▶ WORK ITEM
Would you count how many lines of the entries below include the word "token"? Give nothing but the number.

▶ EXCERPTED DATA

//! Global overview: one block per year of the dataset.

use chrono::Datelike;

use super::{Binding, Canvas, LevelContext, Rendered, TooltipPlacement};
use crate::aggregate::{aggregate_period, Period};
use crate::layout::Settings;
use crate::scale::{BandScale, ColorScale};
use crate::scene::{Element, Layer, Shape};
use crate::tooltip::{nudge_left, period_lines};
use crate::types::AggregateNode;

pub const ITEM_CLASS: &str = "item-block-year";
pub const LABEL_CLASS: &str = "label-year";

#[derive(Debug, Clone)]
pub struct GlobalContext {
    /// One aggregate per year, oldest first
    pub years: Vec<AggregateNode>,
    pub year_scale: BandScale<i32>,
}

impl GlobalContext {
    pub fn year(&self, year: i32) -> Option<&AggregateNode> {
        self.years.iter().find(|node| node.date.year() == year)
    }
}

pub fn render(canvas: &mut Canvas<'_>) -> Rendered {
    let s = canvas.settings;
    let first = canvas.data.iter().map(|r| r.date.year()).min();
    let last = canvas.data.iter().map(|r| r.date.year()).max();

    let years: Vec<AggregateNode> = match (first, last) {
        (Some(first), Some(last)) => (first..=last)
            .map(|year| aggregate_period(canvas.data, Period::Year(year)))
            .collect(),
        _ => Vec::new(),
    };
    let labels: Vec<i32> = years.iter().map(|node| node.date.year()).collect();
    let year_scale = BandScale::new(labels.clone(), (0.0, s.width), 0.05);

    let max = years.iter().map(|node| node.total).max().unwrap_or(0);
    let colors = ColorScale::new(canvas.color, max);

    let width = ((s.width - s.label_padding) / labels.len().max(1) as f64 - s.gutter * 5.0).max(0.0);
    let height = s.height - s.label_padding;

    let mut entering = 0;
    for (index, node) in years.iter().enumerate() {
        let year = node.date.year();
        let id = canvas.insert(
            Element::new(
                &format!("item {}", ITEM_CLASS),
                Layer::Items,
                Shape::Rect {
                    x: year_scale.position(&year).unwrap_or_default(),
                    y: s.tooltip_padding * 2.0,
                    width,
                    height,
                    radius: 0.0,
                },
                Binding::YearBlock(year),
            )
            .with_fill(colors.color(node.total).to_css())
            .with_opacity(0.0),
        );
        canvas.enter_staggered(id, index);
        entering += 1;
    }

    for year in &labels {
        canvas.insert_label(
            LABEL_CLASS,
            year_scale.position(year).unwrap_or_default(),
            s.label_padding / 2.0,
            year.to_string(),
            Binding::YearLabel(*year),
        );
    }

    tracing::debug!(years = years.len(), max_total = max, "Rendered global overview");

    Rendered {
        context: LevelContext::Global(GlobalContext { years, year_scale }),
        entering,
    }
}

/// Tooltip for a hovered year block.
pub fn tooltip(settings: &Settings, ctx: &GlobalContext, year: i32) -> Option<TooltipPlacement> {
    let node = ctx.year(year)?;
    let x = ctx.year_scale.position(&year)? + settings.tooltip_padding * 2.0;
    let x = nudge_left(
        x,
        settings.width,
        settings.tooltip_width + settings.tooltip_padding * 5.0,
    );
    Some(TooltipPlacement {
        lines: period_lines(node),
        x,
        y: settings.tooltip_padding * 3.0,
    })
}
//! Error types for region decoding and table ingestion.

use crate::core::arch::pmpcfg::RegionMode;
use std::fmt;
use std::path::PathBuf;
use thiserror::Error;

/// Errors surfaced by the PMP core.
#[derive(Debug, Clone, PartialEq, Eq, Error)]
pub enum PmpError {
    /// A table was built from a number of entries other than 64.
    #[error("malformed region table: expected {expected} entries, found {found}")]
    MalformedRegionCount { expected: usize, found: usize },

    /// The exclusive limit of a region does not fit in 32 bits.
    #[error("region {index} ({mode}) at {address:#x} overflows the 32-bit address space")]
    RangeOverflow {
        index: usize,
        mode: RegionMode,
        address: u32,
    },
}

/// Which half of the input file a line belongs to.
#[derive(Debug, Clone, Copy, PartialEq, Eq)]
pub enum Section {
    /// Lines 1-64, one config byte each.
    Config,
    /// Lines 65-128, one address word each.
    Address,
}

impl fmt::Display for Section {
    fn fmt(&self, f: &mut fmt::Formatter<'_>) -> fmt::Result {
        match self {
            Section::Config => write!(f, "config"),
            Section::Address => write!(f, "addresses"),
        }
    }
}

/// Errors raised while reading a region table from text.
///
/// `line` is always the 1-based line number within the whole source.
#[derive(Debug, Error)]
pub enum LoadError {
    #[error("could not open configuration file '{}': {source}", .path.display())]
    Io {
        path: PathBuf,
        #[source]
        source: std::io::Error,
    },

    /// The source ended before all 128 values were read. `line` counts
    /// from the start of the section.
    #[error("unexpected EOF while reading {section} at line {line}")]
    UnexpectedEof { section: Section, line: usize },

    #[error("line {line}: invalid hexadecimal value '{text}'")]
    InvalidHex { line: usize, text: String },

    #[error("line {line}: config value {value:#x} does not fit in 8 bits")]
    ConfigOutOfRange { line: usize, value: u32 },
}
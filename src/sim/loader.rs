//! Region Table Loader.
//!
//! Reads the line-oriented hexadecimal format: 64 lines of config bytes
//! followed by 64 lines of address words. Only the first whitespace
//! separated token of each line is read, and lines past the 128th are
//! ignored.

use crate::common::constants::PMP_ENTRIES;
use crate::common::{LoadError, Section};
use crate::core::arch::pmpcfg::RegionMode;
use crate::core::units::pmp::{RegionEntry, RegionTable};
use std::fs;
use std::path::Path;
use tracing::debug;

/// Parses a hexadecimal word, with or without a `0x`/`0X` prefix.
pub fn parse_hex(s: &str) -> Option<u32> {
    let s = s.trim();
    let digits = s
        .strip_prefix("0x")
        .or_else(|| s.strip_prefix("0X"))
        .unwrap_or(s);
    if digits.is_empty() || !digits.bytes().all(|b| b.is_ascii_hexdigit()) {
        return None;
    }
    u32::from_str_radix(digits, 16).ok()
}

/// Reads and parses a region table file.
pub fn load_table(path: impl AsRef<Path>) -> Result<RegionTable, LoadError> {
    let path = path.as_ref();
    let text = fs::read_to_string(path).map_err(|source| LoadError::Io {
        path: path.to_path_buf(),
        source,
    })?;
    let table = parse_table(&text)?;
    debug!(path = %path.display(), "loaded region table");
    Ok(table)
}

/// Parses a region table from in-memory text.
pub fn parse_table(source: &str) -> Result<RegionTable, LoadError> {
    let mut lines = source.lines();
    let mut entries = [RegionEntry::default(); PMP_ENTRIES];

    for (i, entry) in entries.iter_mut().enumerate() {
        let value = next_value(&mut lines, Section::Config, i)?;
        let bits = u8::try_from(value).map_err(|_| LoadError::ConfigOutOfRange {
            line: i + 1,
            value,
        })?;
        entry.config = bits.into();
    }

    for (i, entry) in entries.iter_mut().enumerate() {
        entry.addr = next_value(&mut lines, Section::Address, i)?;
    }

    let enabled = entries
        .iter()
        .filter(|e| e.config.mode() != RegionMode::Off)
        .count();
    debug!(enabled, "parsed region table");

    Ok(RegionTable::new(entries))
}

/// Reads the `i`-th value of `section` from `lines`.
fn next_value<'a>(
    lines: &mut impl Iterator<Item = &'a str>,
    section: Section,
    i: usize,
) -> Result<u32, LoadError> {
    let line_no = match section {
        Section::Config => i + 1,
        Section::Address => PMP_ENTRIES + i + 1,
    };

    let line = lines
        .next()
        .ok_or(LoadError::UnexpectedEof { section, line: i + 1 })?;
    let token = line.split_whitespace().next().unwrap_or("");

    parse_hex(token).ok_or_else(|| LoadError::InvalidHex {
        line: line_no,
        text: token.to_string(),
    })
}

---

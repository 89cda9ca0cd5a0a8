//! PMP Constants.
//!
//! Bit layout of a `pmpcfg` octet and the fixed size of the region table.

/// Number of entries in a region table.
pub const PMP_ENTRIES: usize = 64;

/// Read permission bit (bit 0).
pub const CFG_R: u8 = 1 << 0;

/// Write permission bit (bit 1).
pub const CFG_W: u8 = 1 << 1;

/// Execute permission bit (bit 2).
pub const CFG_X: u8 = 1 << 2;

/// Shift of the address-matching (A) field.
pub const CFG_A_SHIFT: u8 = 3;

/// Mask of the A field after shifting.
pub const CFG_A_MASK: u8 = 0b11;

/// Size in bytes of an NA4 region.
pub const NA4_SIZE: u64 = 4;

▶ ANSWER TO THE PROBLEM
4